Key Benefits

  • Application evolution
  • Web development
  • Object technology

The Institute for Clinical and Experimental Medicine (IKEM) in the Czech Republic is a leading transplantation, cardiology, and science center. In 2003, they built a medical information portal, based on InterSystems Caché®, which has since evolved into a central system for managing clinical data and investigations. The system is called Zlatokop, and it is a good example of an application that has been made more valuable by utilizing InterSystems technology.

IKEM Case Study“At its inception, we envisioned Zlatokop as a Web-based search portal,” says Dr. David Hačkajlo, team leader of the IKEM data center. “Like most large hospitals, IKEM had a central data processing and repository system. But specialized applications still stored information in ‘satellite’ databases that, for the most part, didn’t communicate with each other. Zlatokop made it possible to search through all these disparate databases and see the results via a simple, unified interface.”

The system supports two approaches to data searching: by patient, or by result. The first method yields an electronic patient record, presenting all test results in an easy to read format accessible by a Web browser. The second approach is useful for demographic and epidemiological studies. “We expected the ability to search by result would be appreciated mostly by our more scientifically-oriented users,” says Dr. Hačkajlo, “but our clinicians also like it because it allows them to search for similar cases, which can help them make better diagnoses.

In 2005, Dr. Hačkajlo and the IKEM data center team revamped the data model for the Caché Server Pages (CSP) objects that Zlatokop uses to present search results. Under the new design, which takes advantage of Caché’s code generation abilities, pages are constructed on the fly from separate classes that govern the function, appearance, search capabilities, and data sources of the page. Dr. Hačkajlo recalls, “The redesign had an unexpected benefit. The objects created within Zlatokop were so flexible and robust that we realized they could be used as the primary data structures for new applications. So, in addition to searching outside databases, Zlatokop could be the database for sub-systems within the hospital.”

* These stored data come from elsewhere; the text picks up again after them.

// src/solver/backend.rs

//! [`LpSolver`] on top of `good_lp`.
//!
//! Continuous programs go to Clarabel, which reports row duals. Programs with
//! integer columns go to microlp's branch and bound and come back without
//! duals.

use crate::solver::lp::{LinearProgram, LpSolution, Sense, SolveStatus};
use crate::solver::traits::LpSolver;
use good_lp::solvers::clarabel::clarabel;
use good_lp::solvers::microlp::microlp;
use good_lp::solvers::{DualValues, SolutionWithDual};
use good_lp::{
    constraint, variable, Constraint, Expression, ProblemVariables, ResolutionError, Solution, SolverModel,
    Variable,
};

/// Primal-dual gap and feasibility tolerance handed to Clarabel.
const GAP_TOLERANCE: f64 = 1e-10;

#[derive(Debug, Clone, Copy, Default)]
pub struct GoodLpBackend;

/// A program in good_lp's terms. Every `>=` row is negated into a `<=` row;
/// `signs` records which.
struct Translated {
    variables: ProblemVariables,
    objective: Expression,
    columns: Vec<Variable>,
    rows: Vec<Constraint>,
    signs: Vec<f64>,
}

fn translate(program: &LinearProgram) -> Translated {
    let mut variables = ProblemVariables::new();
    let columns: Vec<Variable> = program
        .variables
        .iter()
        .map(|var| {
            let mut definition = variable();
            if !var.free {
                definition = definition.min(0.0);
            }
            if var.integer {
                definition = definition.integer();
            }
            variables.add(definition)
        })
        .collect();

    let mut objective = Expression::from(0.0);
    for (var, &column) in program.variables.iter().zip(&columns) {
        if var.cost != 0.0 {
            objective += var.cost * column;
        }
    }

    let mut rows = Vec::with_capacity(program.num_constraints());
    let mut signs = Vec::with_capacity(program.num_constraints());
    for row in &program.constraints {
        let sign = if row.sense == Sense::GreaterEq { -1.0 } else { 1.0 };
        let mut lhs = Expression::from(0.0);
        for &(j, a) in &row.terms {
            lhs += (sign * a) * columns[j];
        }
        let rhs = sign * row.rhs;
        rows.push(match row.sense {
            Sense::Equal => constraint!(lhs == rhs),
            Sense::LessEq | Sense::GreaterEq => constraint!(lhs <= rhs),
        });
        signs.push(sign);
    }

    Translated {
        variables,
        objective,
        columns,
        rows,
        signs,
    }
}

fn failure(error: ResolutionError) -> LpSolution {
    match error {
        ResolutionError::Infeasible => LpSolution::failed(SolveStatus::Infeasible),
        ResolutionError::Unbounded => LpSolution::failed(SolveStatus::Unbounded),
        other => {
            log::warn!("backend gave up: {}", other);
            LpSolution::failed(SolveStatus::Failed)
        }
    }
}

impl GoodLpBackend {
    fn solve_continuous(&self, program: &LinearProgram) -> LpSolution {
        let Translated {
            variables,
            objective,
            columns,
            rows,
            signs,
        } = translate(program);
        let mut model = variables.minimise(objective).using(clarabel);
        // Objectives of order 1e4 are compared against an absolute epsilon.
        model
            .settings()
            .tol_gap_abs(GAP_TOLERANCE)
            .tol_gap_rel(GAP_TOLERANCE)
            .tol_feas(GAP_TOLERANCE);
        let references: Vec<_> = rows.into_iter().map(|row| model.add_constraint(row)).collect();
        let mut solution = match model.solve() {
            Ok(solution) => solution,
            Err(error) => return failure(error),
        };

        let values: Vec<f64> = columns.iter().map(|&column| solution.value(column)).collect();
        let objective = program.objective_value(&values);
        let mut duals: Vec<f64> = {
            let reported = solution.compute_dual();
            references
                .iter()
                .zip(&signs)
                .map(|(reference, sign)| -sign * reported.dual(reference.clone()))
                .collect()
        };

        // Clarabel's cone multipliers are `-d objective / d rhs`. Every column
        // is free or `>= 0`, so `c·x = Σ y·b` confirms the orientation when
        // the objective is away from zero.
        let strong: f64 = duals
            .iter()
            .zip(&program.constraints)
            .map(|(y, row)| y * row.rhs)
            .sum();
        if (objective + strong).abs() < (objective - strong).abs() {
            for y in &mut duals {
                *y = -*y;
            }
        }

        LpSolution {
            status: SolveStatus::Optimal,
            objective,
            values,
            duals: Some(duals),
        }
    }

    fn solve_integer(&self, program: &LinearProgram) -> LpSolution {
        let Translated {
            variables,
            objective,
            columns,
            rows,
            ..
        } = translate(program);
        let mut model = variables.minimise(objective).using(microlp);
        for row in rows {
            model = model.with(row);
        }
        let solution = match model.solve() {
            Ok(solution) => solution,
            Err(error) => return failure(error),
        };

        let values: Vec<f64> = program
            .variables
            .iter()
            .zip(&columns)
            .map(|(var, &column)| {
                let value = solution.value(column);
                if var.integer {
                    value.round()
                } else {
                    value
                }
            })
            .collect();
        LpSolution {
            status: SolveStatus::Optimal,
            objective: program.objective_value(&values),
            values,
            duals: None,
        }
    }
}

impl LpSolver for GoodLpBackend {
    fn solve(&self, program: &LinearProgram) -> LpSolution {
        if program.has_integers() {
            self.solve_integer(program)
        } else {
            self.solve_continuous(program)
        }
    }
}

#[cfg(test)]
mod tests {
    use super::*;

    fn close(a: f64, b: f64) -> bool {
        (a - b).abs() < 1e-5
    }

    #[test]
    fn duals_are_rhs_sensitivities() {
        // min 2x + 3y  s.t. x + y >= 4, x <= 3
        let mut lp = LinearProgram::new();
        let x = lp.add_variable(2.0, false);
        let y = lp.add_variable(3.0, false);
        lp.add_constraint(vec![(x, 1.0), (y, 1.0)], Sense::GreaterEq, 4.0);
        lp.add_constraint(vec![(x, 1.0)], Sense::LessEq, 3.0);

        let sol = GoodLpBackend.solve(&lp);
        assert_eq!(sol.status, SolveStatus::Optimal);
        assert!(close(sol.values[x], 3.0));
        assert!(close(sol.values[y], 1.0));
        assert!(close(sol.objective, 9.0));

        let duals = sol.duals.unwrap();
        assert!(close(duals[0], 3.0));
        assert!(close(duals[1], -1.0));
    }

    #[test]
    fn equality_and_free_column_duals() {
        // min x + 10 s + t  s.t.  x - s = -2,  t >= 5 with t free
        let mut lp = LinearProgram::new();
        let x = lp.add_variable(1.0, false);
        let s = lp.add_variable(10.0, false);
        let t = lp.add_free_variable(1.0);
        lp.add_constraint(vec![(x, 1.0), (s, -1.0)], Sense::Equal, -2.0);
        lp.add_constraint(vec![(t, 1.0)], Sense::GreaterEq, 5.0);

        let sol = GoodLpBackend.solve(&lp);
        assert!(close(sol.objective, 25.0));
        assert!(close(sol.values[t], 5.0));
        let duals = sol.duals.unwrap();
        // Raising the first rhs by one lowers s by one.
        assert!(close(duals[0], -10.0));
        assert!(close(duals[1], 1.0));
    }

    #[test]
    fn binary_knapsack_has_no_duals() {
        // max 5a + 4b + 3c  s.t. 2a + 3b + c <= 5, binaries (as a minimisation).
        let mut lp = LinearProgram::new();
        let a = lp.add_variable(-5.0, true);
        let b = lp.add_variable(-4.0, true);
        let c = lp.add_variable(-3.0, true);
        lp.add_constraint(vec![(a, 2.0), (b, 3.0), (c, 1.0)], Sense::LessEq, 5.0);
        for j in [a, b, c] {
            lp.add_constraint(vec![(j, 1.0)], Sense::LessEq, 1.0);
        }

        let sol = GoodLpBackend.solve(&lp);
        assert_eq!(sol.status, SolveStatus::Optimal);
        assert_eq!(sol.values, vec![1.0, 1.0, 0.0]);
        assert!(close(sol.objective, -9.0));
        assert!(sol.duals.is_none());
    }

    #[test]
    fn infeasible_program_is_not_optimal() {
        let mut lp = LinearProgram::new();
        let x = lp.add_variable(1.0, false);
        lp.add_constraint(vec![(x, 1.0)], Sense::GreaterEq, 5.0);
        lp.add_constraint(vec![(x, 1.0)], Sense::LessEq, 3.0);
        let sol = GoodLpBackend.solve(&lp);
        assert_ne!(sol.status, SolveStatus::Optimal);
        assert!(sol.duals.is_none());
    }
}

We are very pleased to have InterSystems as a technology partner. As long as they keep introducing innovations, we will keep using them to make our applications more valuable.

Dr. David Hačkajlo
Institute for Clinical and Experimental Medicine

Over the course of the ensuing months, ten subsystems, serving areas like the catheter laboratory and surgery, were developed on the Zlatokop platform. In the summer of 2006, a scheduling system for human resources was created. Using only data structures that were already defined within Zlatokop, the sub-system manages the scheduling information (shift-work, vacations, etc.) for everyone in the hospital. This information is then available for other purposes, such as assigning doctors to scheduled operations.

In addition to building new sub-systems, IKEM’s efforts to make the information in existing hospital systems available to Zlatokop continued. For example, in order to include data from the picture archiving and communications system (PACS), Zlatokop had to be compliant with the DICOM (Digital Imaging and Communication in Medicine) protocol. “Because Caché supports multiple inheritance, it was relatively easy to ‘DICOM-enable’ our objects,” says Dr. Hačkajlo.

How will Zlatokop continue to evolve? “We are working with InterSystems Ensemble now,” Dr. Hačkajlo says, “using HL7 to connect to several systems that we can’t get to any other way.”

“We are very pleased to have InterSystems as a technology partner,” he continues. “As long as they keep introducing innovations, we will keep using them to make our applications more valuable.”